Your objective: Read the lines below, and copy any that contain the string "IsotonicCalibrator".

(Collected data)
§
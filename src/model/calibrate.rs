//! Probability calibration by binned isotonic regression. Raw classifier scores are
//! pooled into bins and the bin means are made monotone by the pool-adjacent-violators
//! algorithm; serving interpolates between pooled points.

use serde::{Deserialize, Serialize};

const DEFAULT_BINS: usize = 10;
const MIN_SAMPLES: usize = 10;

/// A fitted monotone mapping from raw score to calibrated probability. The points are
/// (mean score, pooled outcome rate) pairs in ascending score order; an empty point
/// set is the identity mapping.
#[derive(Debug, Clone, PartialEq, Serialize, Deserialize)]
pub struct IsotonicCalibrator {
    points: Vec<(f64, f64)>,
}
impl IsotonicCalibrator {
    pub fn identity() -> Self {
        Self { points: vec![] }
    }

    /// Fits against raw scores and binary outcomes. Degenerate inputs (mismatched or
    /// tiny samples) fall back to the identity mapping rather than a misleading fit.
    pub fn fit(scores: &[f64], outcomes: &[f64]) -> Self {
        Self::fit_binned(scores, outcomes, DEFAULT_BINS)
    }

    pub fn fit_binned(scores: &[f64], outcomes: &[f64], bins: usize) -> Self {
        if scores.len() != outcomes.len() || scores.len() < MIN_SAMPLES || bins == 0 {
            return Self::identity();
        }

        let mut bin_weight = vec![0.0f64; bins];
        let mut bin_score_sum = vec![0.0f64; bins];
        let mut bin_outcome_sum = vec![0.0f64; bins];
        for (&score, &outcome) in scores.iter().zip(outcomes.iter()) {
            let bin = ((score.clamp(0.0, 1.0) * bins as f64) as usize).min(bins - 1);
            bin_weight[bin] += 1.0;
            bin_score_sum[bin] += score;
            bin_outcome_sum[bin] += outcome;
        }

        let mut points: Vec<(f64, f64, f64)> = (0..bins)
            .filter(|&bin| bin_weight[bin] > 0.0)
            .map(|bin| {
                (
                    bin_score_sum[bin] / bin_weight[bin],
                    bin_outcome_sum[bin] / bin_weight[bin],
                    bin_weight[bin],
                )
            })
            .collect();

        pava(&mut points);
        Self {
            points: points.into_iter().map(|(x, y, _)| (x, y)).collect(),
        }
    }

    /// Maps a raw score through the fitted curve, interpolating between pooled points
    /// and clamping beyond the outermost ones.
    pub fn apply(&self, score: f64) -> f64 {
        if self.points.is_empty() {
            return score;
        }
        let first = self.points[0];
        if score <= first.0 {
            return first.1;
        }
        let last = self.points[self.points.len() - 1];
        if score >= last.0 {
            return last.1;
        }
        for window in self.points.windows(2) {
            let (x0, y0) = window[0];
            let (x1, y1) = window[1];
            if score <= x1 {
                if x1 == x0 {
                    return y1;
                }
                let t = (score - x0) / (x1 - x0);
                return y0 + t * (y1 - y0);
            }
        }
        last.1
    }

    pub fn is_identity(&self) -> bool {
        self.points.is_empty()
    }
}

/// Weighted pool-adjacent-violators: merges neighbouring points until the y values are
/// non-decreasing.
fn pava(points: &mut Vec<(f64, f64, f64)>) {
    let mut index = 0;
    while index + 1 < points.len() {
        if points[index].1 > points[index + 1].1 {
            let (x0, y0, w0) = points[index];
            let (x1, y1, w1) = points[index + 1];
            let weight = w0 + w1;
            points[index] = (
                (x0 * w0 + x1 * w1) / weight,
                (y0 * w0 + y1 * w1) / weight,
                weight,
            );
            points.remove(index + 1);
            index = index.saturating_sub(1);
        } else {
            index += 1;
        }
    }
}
§
Output:
pub struct IsotonicCalibrator {
impl IsotonicCalibrator {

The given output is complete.